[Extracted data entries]

---

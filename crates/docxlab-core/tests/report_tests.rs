//! End-to-end report generation over real (in-memory) docx archives.

use docxlab_core::{
    create_report, create_report_from_file, extract_query, DocxlabError, Delimiters, ImagePars,
    LinkPars, ReportData, ReportOptions, Value,
};
use docxlab_testkit::{
    docx_bytes, docx_with_paragraphs, document_xml, paragraph, read_part, read_part_text,
    TINY_PNG,
};

fn scalar_data() -> ReportData {
    [
        ("name", Value::from("John")),
        ("surname", Value::from("Doe")),
    ]
    .into_iter()
    .collect()
}

fn main_document(output: &[u8]) -> String {
    read_part_text(output, "word/document.xml").expect("output has a main document")
}

#[test]
fn test_basic_data_processing() {
    let template = docx_with_paragraphs(&["+++name+++ +++surname+++"]);
    let output = create_report(template, &scalar_data(), &ReportOptions::default()).unwrap();
    let document = main_document(&output);
    assert!(document.contains("John Doe"));
}

#[test]
fn test_custom_delimiters() {
    let template = docx_with_paragraphs(&["{name}"]);
    let options = ReportOptions {
        cmd_delimiter: Delimiters::new("{", "}"),
        ..Default::default()
    };
    let output = create_report(template, &scalar_data(), &options).unwrap();
    assert!(main_document(&output).contains("John"));
}

#[test]
fn test_untouched_parts_are_cloned() {
    let template = docx_with_paragraphs(&["+++name+++"]);
    let output = create_report(template.clone(), &scalar_data(), &ReportOptions::default())
        .unwrap();
    // Root rels are copied through byte for byte.
    assert_eq!(
        read_part(&output, "_rels/.rels"),
        read_part(&template, "_rels/.rels")
    );
}

#[test]
fn test_image_processing() {
    let mut data = ReportData::new();
    data.insert(
        "img",
        Value::Image(ImagePars {
            width: 5.0,
            height: 5.0,
            data: TINY_PNG.to_vec(),
            extension: ".png".to_string(),
            caption: None,
        }),
    );
    let template = docx_with_paragraphs(&["+++IMAGE img+++"]);
    let output = create_report(template, &data, &ReportOptions::default()).unwrap();

    // The media part exists and carries the blob.
    let media_name = "word/media/template_document.xml_img73086258.png";
    assert_eq!(read_part(&output, media_name).as_deref(), Some(TINY_PNG));

    // Content types gained the png default.
    let content_types = read_part_text(&output, "[Content_Types].xml").unwrap();
    assert!(content_types.contains("image/png"));

    // The rels file references the image part.
    let rels = read_part_text(&output, "word/_rels/document.xml.rels").unwrap();
    assert!(rels.contains("media/template_document.xml_img73086258.png"));
    assert!(rels.contains("relationships/image"));
}

#[test]
fn test_link_processing() {
    let mut data = ReportData::new();
    data.insert(
        "projectLink",
        Value::Link(LinkPars {
            url: "https://github.com/project".to_string(),
            label: Some("Project Repository".to_string()),
        }),
    );
    let template = docx_with_paragraphs(&["+++LINK projectLink+++"]);
    let output = create_report(template, &data, &ReportOptions::default()).unwrap();

    assert!(main_document(&output).contains("Project Repository"));
    let rels = read_part_text(&output, "word/_rels/document.xml.rels").unwrap();
    assert!(rels.contains("https://github.com/project"));
    assert!(rels.contains("relationships/hyperlink"));
    assert!(rels.contains("TargetMode=\"External\""));
}

#[test]
fn test_html_processing() {
    let mut data = ReportData::new();
    data.insert("chunk", Value::Str("<html><b>hi</b></html>".to_string()));
    let template = docx_with_paragraphs(&["+++HTML chunk+++"]);
    let output = create_report(template, &data, &ReportOptions::default()).unwrap();

    let html = read_part_text(&output, "word/template_document.xml_html1.html").unwrap();
    assert_eq!(html, "<html><b>hi</b></html>");

    let content_types = read_part_text(&output, "[Content_Types].xml").unwrap();
    assert!(content_types.contains("text/html"));

    assert!(main_document(&output).contains("w:altChunk"));
}

#[test]
fn test_for_loop_end_to_end() {
    let mut data = ReportData::new();
    data.insert(
        "items",
        Value::List(vec![
            Value::from("alpha"),
            Value::from("beta"),
            Value::from("gamma"),
        ]),
    );
    let template = docx_with_paragraphs(&[
        "+++FOR item IN items+++",
        "* +++INS $item+++",
        "+++END-FOR item+++",
    ]);
    let output = create_report(template, &data, &ReportOptions::default()).unwrap();
    let document = main_document(&output);
    for needle in ["alpha", "beta", "gamma"] {
        assert!(document.contains(needle), "missing {needle}");
    }
}

#[test]
fn test_invalid_template_path() {
    let err = create_report_from_file(
        "definitely_not_here.docx",
        &ReportData::new(),
        &ReportOptions::default(),
    )
    .unwrap_err();
    assert!(matches!(err, DocxlabError::TemplateParse(_)));
}

#[test]
fn test_template_without_content_types() {
    let err = create_report(vec![1, 2, 3], &ReportData::new(), &ReportOptions::default())
        .unwrap_err();
    assert!(matches!(err, DocxlabError::TemplateParse(_)));
}

#[test]
fn test_render_errors_surface_combined() {
    let template = docx_with_paragraphs(&["+++END-FOR item+++", "+++END-IF+++"]);
    let err = create_report(template, &scalar_data(), &ReportOptions::default()).unwrap_err();
    match err {
        DocxlabError::Multiple(errors) => assert_eq!(errors.len(), 2),
        DocxlabError::InvalidCommand { .. } => {}
        other => panic!("unexpected error {other}"),
    }
}

#[test]
fn test_extract_query() {
    let template = docx_with_paragraphs(&["+++QUERY SELECT * FROM users+++"]);
    let query = extract_query(template, &ReportOptions::default()).unwrap();
    assert_eq!(query.as_deref(), Some("SELECT * FROM users"));
}

#[test]
fn test_deterministic_bytes() {
    let mut data = ReportData::new();
    data.insert(
        "img",
        Value::Image(ImagePars {
            width: 2.0,
            height: 2.0,
            data: TINY_PNG.to_vec(),
            extension: ".png".to_string(),
            caption: None,
        }),
    );
    let template = docx_with_paragraphs(&["+++IMAGE img+++", "+++name+++"]);
    let mut data_with_name = data;
    data_with_name.insert("name", Value::from("John"));

    let a = create_report(
        template.clone(),
        &data_with_name,
        &ReportOptions::default(),
    )
    .unwrap();
    let b = create_report(template, &data_with_name, &ReportOptions::default()).unwrap();
    assert_eq!(a, b);
}

#[test]
fn test_no_directive_template_preserves_text() {
    let body = format!("{}{}", paragraph("Hello world."), paragraph("Second."));
    let template = docx_bytes(&document_xml(&body));
    let output = create_report(template, &ReportData::new(), &ReportOptions::default()).unwrap();
    let document = main_document(&output);
    assert!(document.contains("Hello world."));
    assert!(document.contains("Second."));
}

---

### DIRECTIONS
Down to the last line, copy the entries above exactly.

### SOLUTION
filename crates/docxlab-core/tests/report_tests.rs
//! End-to-end report generation over real (in-memory) docx archives.

use docxlab_core::{
    create_report, create_report_from_file, extract_query, DocxlabError, Delimiters, ImagePars,
    LinkPars, ReportData, ReportOptions, Value,
};
use docxlab_testkit::{
    docx_bytes, docx_with_paragraphs, document_xml, paragraph, read_part, read_part_text,
    TINY_PNG,
};

fn scalar_data() -> ReportData {
    [
        ("name", Value::from("John")),
        ("surname", Value::from("Doe")),
    ]
    .into_iter()
    .collect()
}

fn main_document(output: &[u8]) -> String {
    read_part_text(output, "word/document.xml").expect("output has a main document")
}

#[test]
fn test_basic_data_processing() {
    let template = docx_with_paragraphs(&["+++name+++ +++surname+++"]);
    let output = create_report(template, &scalar_data(), &ReportOptions::default()).unwrap();
    let document = main_document(&output);
    assert!(document.contains("John Doe"));
}

#[test]
fn test_custom_delimiters() {
    let template = docx_with_paragraphs(&["{name}"]);
    let options = ReportOptions {
        cmd_delimiter: Delimiters::new("{", "}"),
        ..Default::default()
    };
    let output = create_report(template, &scalar_data(), &options).unwrap();
    assert!(main_document(&output).contains("John"));
}

#[test]
fn test_untouched_parts_are_cloned() {
    let template = docx_with_paragraphs(&["+++name+++"]);
    let output = create_report(template.clone(), &scalar_data(), &ReportOptions::default())
        .unwrap();
    // Root rels are copied through byte for byte.
    assert_eq!(
        read_part(&output, "_rels/.rels"),
        read_part(&template, "_rels/.rels")
    );
}

#[test]
fn test_image_processing() {
    let mut data = ReportData::new();
    data.insert(
        "img",
        Value::Image(ImagePars {
            width: 5.0,
            height: 5.0,
            data: TINY_PNG.to_vec(),
            extension: ".png".to_string(),
            caption: None,
        }),
    );
    let template = docx_with_paragraphs(&["+++IMAGE img+++"]);
    let output = create_report(template, &data, &ReportOptions::default()).unwrap();

    // The media part exists and carries the blob.
    let media_name = "word/media/template_document.xml_img73086258.png";
    assert_eq!(read_part(&output, media_name).as_deref(), Some(TINY_PNG));

    // Content types gained the png default.
    let content_types = read_part_text(&output, "[Content_Types].xml").unwrap();
    assert!(content_types.contains("image/png"));

    // The rels file references the image part.
    let rels = read_part_text(&output, "word/_rels/document.xml.rels").unwrap();
    assert!(rels.contains("media/template_document.xml_img73086258.png"));
    assert!(rels.contains("relationships/image"));
}

#[test]
fn test_link_processing() {
    let mut data = ReportData::new();
    data.insert(
        "projectLink",
        Value::Link(LinkPars {
            url: "https://github.com/project".to_string(),
            label: Some("Project Repository".to_string()),
        }),
    );
    let template = docx_with_paragraphs(&["+++LINK projectLink+++"]);
    let output = create_report(template, &data, &ReportOptions::default()).unwrap();

    assert!(main_document(&output).contains("Project Repository"));
    let rels = read_part_text(&output, "word/_rels/document.xml.rels").unwrap();
    assert!(rels.contains("https://github.com/project"));
    assert!(rels.contains("relationships/hyperlink"));
    assert!(rels.contains("TargetMode=\"External\""));
}

#[test]
fn test_html_processing() {
    let mut data = ReportData::new();
    data.insert("chunk", Value::Str("<html><b>hi</b></html>".to_string()));
    let template = docx_with_paragraphs(&["+++HTML chunk+++"]);
    let output = create_report(template, &data, &ReportOptions::default()).unwrap();

    let html = read_part_text(&output, "word/template_document.xml_html1.html").unwrap();
    assert_eq!(html, "<html><b>hi</b></html>");

    let content_types = read_part_text(&output, "[Content_Types].xml").unwrap();
    assert!(content_types.contains("text/html"));

    assert!(main_document(&output).contains("w:altChunk"));
}

#[test]
fn test_for_loop_end_to_end() {
    let mut data = ReportData::new();
    data.insert(
        "items",
        Value::List(vec![
            Value::from("alpha"),
            Value::from("beta"),
            Value::from("gamma"),
        ]),
    );
    let template = docx_with_paragraphs(&[
        "+++FOR item IN items+++",
        "* +++INS $item+++",
        "+++END-FOR item+++",
    ]);
    let output = create_report(template, &data, &ReportOptions::default()).unwrap();
    let document = main_document(&output);
    for needle in ["alpha", "beta", "gamma"] {
        assert!(document.contains(needle), "missing {needle}");
    }
}

#[test]
fn test_invalid_template_path() {
    let err = create_report_from_file(
        "definitely_not_here.docx",
        &ReportData::new(),
        &ReportOptions::default(),
    )
    .unwrap_err();
    assert!(matches!(err, DocxlabError::TemplateParse(_)));
}

#[test]
fn test_template_without_content_types() {
    let err = create_report(vec![1, 2, 3], &ReportData::new(), &ReportOptions::default())
        .unwrap_err();
    assert!(matches!(err, DocxlabError::TemplateParse(_)));
}

#[test]
fn test_render_errors_surface_combined() {
    let template = docx_with_paragraphs(&["+++END-FOR item+++", "+++END-IF+++"]);
    let err = create_report(template, &scalar_data(), &ReportOptions::default()).unwrap_err();
    match err {
        DocxlabError::Multiple(errors) => assert_eq!(errors.len(), 2),
        DocxlabError::InvalidCommand { .. } => {}
        other => panic!("unexpected error {other}"),
    }
}

#[test]
fn test_extract_query() {
    let template = docx_with_paragraphs(&["+++QUERY SELECT * FROM users+++"]);
    let query = extract_query(template, &ReportOptions::default()).unwrap();
    assert_eq!(query.as_deref(), Some("SELECT * FROM users"));
}

#[test]
fn test_deterministic_bytes() {
    let mut data = ReportData::new();
    data.insert(
        "img",
        Value::Image(ImagePars {
            width: 2.0,
            height: 2.0,
            data: TINY_PNG.to_vec(),
            extension: ".png".to_string(),
            caption: None,
        }),
    );
    let template = docx_with_paragraphs(&["+++IMAGE img+++", "+++name+++"]);
    let mut data_with_name = data;
    data_with_name.insert("name", Value::from("John"));

    let a = create_report(
        template.clone(),
        &data_with_name,
        &ReportOptions::default(),
    )
    .unwrap();
    let b = create_report(template, &data_with_name, &ReportOptions::default()).unwrap();
    assert_eq!(a, b);
}

#[test]
fn test_no_directive_template_preserves_text() {
    let body = format!("{}{}", paragraph("Hello world."), paragraph("Second."));
    let template = docx_bytes(&document_xml(&body));
    let output = create_report(template, &ReportData::new(), &ReportOptions::default()).unwrap();
    let document = main_document(&output);
    assert!(document.contains("Hello world."));
    assert!(document.contains("Second."));
}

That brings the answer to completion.